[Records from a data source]
• • •

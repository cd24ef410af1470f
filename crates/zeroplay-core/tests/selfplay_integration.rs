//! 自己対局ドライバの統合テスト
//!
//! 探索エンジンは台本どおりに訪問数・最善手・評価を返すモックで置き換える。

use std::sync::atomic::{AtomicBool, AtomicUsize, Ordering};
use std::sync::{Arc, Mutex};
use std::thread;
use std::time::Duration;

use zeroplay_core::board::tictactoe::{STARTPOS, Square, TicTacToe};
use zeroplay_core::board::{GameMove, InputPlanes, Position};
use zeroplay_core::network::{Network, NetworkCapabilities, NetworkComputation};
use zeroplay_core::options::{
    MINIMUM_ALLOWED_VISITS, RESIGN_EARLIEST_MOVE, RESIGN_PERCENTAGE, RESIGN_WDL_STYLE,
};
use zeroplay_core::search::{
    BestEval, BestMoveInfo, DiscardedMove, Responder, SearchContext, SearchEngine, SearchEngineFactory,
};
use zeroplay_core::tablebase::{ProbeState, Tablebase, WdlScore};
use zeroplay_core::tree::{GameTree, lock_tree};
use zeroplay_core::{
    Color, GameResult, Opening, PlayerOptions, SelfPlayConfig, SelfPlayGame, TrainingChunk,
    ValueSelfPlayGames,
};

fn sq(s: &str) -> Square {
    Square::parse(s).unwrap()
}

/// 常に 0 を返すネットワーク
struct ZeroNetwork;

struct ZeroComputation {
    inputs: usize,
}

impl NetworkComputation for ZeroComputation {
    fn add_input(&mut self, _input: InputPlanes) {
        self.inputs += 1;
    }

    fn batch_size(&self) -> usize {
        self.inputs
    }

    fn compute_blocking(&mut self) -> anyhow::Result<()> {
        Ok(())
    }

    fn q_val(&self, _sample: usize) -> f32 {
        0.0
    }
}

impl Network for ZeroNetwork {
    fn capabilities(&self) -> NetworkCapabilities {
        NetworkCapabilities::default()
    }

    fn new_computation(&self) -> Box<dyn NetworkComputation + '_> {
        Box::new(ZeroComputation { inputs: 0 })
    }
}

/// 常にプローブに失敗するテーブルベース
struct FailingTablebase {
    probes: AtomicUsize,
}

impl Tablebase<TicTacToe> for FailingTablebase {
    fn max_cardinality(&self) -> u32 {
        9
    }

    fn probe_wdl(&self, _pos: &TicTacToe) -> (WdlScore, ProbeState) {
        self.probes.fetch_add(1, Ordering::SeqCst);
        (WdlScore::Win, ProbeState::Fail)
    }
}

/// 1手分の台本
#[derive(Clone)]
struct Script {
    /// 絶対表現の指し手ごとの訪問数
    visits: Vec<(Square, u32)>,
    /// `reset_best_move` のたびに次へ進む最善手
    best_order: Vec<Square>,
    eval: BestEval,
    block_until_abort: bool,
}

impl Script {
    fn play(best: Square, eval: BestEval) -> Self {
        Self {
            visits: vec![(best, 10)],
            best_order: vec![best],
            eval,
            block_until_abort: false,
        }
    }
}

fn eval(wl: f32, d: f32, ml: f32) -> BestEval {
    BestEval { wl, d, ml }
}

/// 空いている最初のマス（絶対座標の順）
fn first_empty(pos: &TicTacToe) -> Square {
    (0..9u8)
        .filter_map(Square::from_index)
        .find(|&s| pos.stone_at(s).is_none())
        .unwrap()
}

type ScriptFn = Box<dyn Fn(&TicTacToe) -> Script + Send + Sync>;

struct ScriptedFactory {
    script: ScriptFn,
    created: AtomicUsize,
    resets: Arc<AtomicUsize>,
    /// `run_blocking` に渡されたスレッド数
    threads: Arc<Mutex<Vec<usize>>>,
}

• • •

For every line of the entries holding the string "NetworkComputation", add one to a tally; give the final figure only.

3